普段からお互いを大切にし合い、支え合っているご家族の様子が伺える。そうした安心感が、康平くんの才能の根っこにはあるのかもしれない。

 

ただ、こんな悩みもあるそう。

 

「子どもにプログラミングをさせたいと思ったら、パソコンを自由に使わせる必要があるので、ネット検索など、なかなか安全対策が取れないことが悩みです」(お父さん)

 

そこで、独自のルールを作り安全対策に努めている。

 

≪濵田家のパソコン使用時のルール≫

・パソコンはリビングに置き、何をやっているか家族がわかるようにする

・家族アカウントで、年齢による使用制限をかける

・利用時間を決める(1日に1時間程度)

・検索キーワードや訪問履歴をあとで親が確認する

・ネットの怖さを折に触れ伝える

 

子どもが安全にプログラミングできる環境作りが喫緊の課題で、最近、同じような悩みを持つ親たちと情報交換をする場を作ったそうだ。

 

一瞬で頭の中に設計図が!!

↑kurosuke/Shutterstock.com

 

康平くんは、普段から面白そうなことがあると、「パソコンを使って何か作れないか」と考えていて、目下テーマを探しているところだそう。
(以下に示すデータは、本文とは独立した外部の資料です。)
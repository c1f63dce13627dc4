// src/cli.rs
use std::io::{self, Write};
use std::path::{Path, PathBuf};

use clap::{Parser, Subcommand, ValueEnum};

use crate::catalog::{Catalog, CatalogView};
use crate::config::consts::{DEFAULT_EXPORT_STEM, DEFAULT_PAGE_FILE};
use crate::config::options::{
    ExportFormat, ExportOptions, PageConfig, ParseOptions, RenderOptions, SiteManifest, TrailingLine,
};
use crate::csv;
use crate::error::Result;
use crate::file;
use crate::progress::Progress;
use crate::site;

#[derive(Parser, Debug)]
#[command(name = "fcc_catalog", author, version, about = "Dataset catalog pages (CLI)", long_about = None)]
pub struct Cli {
    #[command(subcommand)]
    pub command: Commands,
}

#[derive(Subcommand, Debug)]
pub enum Commands {
    /// Render one catalog file as a searchable HTML page
    Render {
        /// `,,`-delimited catalog file
        data: PathBuf,
        /// Page title (defaults to the file stem)
        #[arg(long)]
        title: Option<String>,
        /// Heading above the table (HTML allowed)
        #[arg(long, default_value = "")]
        description: String,
        /// Link this stylesheet instead of inlining the default style
        #[arg(long)]
        stylesheet: Option<String>,
        /// Output file or directory; stdout when omitted
        #[arg(short, long)]
        out: Option<String>,
        /// Drop blank lines instead of discarding the last line
        #[arg(long)]
        skip_blank: bool,
    },

    /// Render every page listed in a site manifest (JSON)
    Site {
        manifest: PathBuf,
        /// Override the manifest's output directory
        #[arg(short, long)]
        out: Option<PathBuf>,
    },

    /// Export a catalog as CSV/TSV
    Export {
        data: PathBuf,
        #[arg(long, value_enum, default_value_t = FormatArg::Csv)]
        format: FormatArg,
        /// Leave out the header line
        #[arg(long)]
        no_headers: bool,
        /// Prepend the NO column
        #[arg(long)]
        row_numbers: bool,
        /// Output file or directory; stdout when omitted
        #[arg(short, long)]
        out: Option<String>,
        #[arg(long)]
        skip_blank: bool,
    },

    /// Print rows whose text contains QUERY (case-insensitive) as TSV
    Search {
        data: PathBuf,
        query: String,
        #[arg(long)]
        skip_blank: bool,
    },
}

#[derive(Clone, Copy, Debug, PartialEq, Eq, ValueEnum)]
pub enum FormatArg {
    Csv,
    Tsv,
}

impl From<FormatArg> for ExportFormat {
    fn from(f: FormatArg) -> Self {
        match f {
            FormatArg::Csv => ExportFormat::Csv,
            FormatArg::Tsv => ExportFormat::Tsv,
        }
    }
}

fn parse_options(skip_blank: bool) -> ParseOptions {
    let trailing = if skip_blank { TrailingLine::SkipBlank } else { TrailingLine::DiscardLast };
    ParseOptions::default().with_trailing(trailing)
}

/// Prints site build progress on stderr.
struct CliProgress {
    done: usize,
    total: usize,
}

impl Progress for CliProgress {
    fn begin(&mut self, total: usize) {
        self.total = total;
    }
    fn missing_data(&mut self, title: &str, data: &Path) {
        eprintln!("warning: '{}': {} unavailable, writing an empty table", title, data.display());
    }
    fn page_written(&mut self, title: &str, path: &Path) {
        self.done += 1;
        eprintln!("[{}/{}] {} -> {}", self.done, self.total, title, path.display());
    }
}

pub fn run(cli: Cli) -> Result<()> {
    let stdout = io::stdout();
    let mut out = stdout.lock();
    run_to(cli, &mut out)?;
    out.flush()?;
    Ok(())
}

/// Run a command, writing its output (pages, exports, rows, summaries) to `out`.
pub fn run_to<W: Write>(cli: Cli, out: &mut W) -> Result<()> {
    match cli.command {
        Commands::Render { data, title, description, stylesheet, out: out_path, skip_blank } => {
            let title = title.unwrap_or_else(|| default_title(&data));
            let page = PageConfig::new(&data, title).with_description(description);
            let render = RenderOptions { stylesheet };
            let outcome = site::render_one(&page, &data, &parse_options(skip_blank), &render);
            if !outcome.data_available {
                eprintln!("warning: {} unavailable, rendered an empty table", data.display());
            }
            match out_path {
                Some(o) => {
                    let path = file::resolve_single_out_path(&o, DEFAULT_PAGE_FILE)?;
                    file::write_page(&path, &outcome.html)?;
                    writeln!(out, "Wrote {} ({} rows)", path.display(), outcome.rows)?;
                }
                None => out.write_all(outcome.html.as_bytes())?,
            }
            Ok(())
        }

        Commands::Site { manifest, out: out_dir } => {
            let mut manifest = SiteManifest::load(&manifest)?;
            if let Some(dir) = out_dir {
                manifest.out_dir = dir;
            }
            let mut progress = CliProgress { done: 0, total: 0 };
            let summary = site::build(&manifest, &mut progress)?;
            writeln!(
                out,
                "Wrote {} pages into {} ({} with missing data)",
                summary.pages_written.len(),
                manifest.out_dir.display(),
                summary.unavailable.len()
            )?;
            Ok(())
        }

        Commands::Export { data, format, no_headers, row_numbers, out: out_path, skip_blank } => {
            let catalog = Catalog::load(&data, &parse_options(skip_blank))?;
            let mut export = ExportOptions::default();
            export.format = format.into();
            export.include_headers = !no_headers;
            export.row_numbers = row_numbers;

            let view = CatalogView::all(&catalog);
            match out_path {
                Some(o) => {
                    let default_name = join!(DEFAULT_EXPORT_STEM, ".", export.format.ext());
                    let path = file::resolve_single_out_path(&o, &default_name)?;
                    file::write_export_to(&path, &export, &view)?;
                    writeln!(out, "Wrote {} ({} rows)", path.display(), view.len())?;
                }
                None => out.write_all(csv::view_to_export_string(&view, &export).as_bytes())?,
            }
            Ok(())
        }

        Commands::Search { data, query, skip_blank } => {
            let catalog = Catalog::load(&data, &parse_options(skip_blank))?;
            let view = CatalogView::filtered(&catalog, &query);
            logf!("Search: '{}' -> {}/{} rows", query, view.len(), catalog.len());

            for (no, record) in view.rows() {
                csv::write_row(&mut *out, &csv::export_row(no, record, true), '\t')?;
            }
            Ok(())
        }
    }
}

fn default_title(data: &Path) -> String {
    data.file_stem()
        .map(|s| s.to_string_lossy().into_owned())
        .unwrap_or_else(|| s!("Catalog"))
}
人と同じものは嫌なので、テーマ選びが難しいのだとか。

 

そこで、急きょ編集部から「雨が降ってきたら自動的に洗濯物を取り込める装置が欲しい」とリクエスト。すると、わずか3秒ほどで「脳内に設計図ができました!」と康平くん。驚異的なスピードだ。

 

「雨量センサーが雨を感知したら、竿を引っかけているツメが動いて、物干し竿がガタっと落ちる仕組みはどうですか?」(康平くん)

 

「それじゃ洋服がグチャグチャになるよ」と隣でお父さんが笑っていましたが、いえいえ十分です!!

 

将来の夢を聞くと、「ビル・ゲイツのような人になりたいです。WindowsやGoogle、Facebookのような大勢の人が使ったり楽しんでくれるものが好きで、そうしたプラットフォームを作りたいと思っています」とのこと。

 

自分で作りたいものを作って終わりにするのではなく、人に使ってもらうことに喜びを感じているという康平くん。いつか、康平くんの作ったまったく新しいサービスを世界中の人が使う日が来るかもしれない……。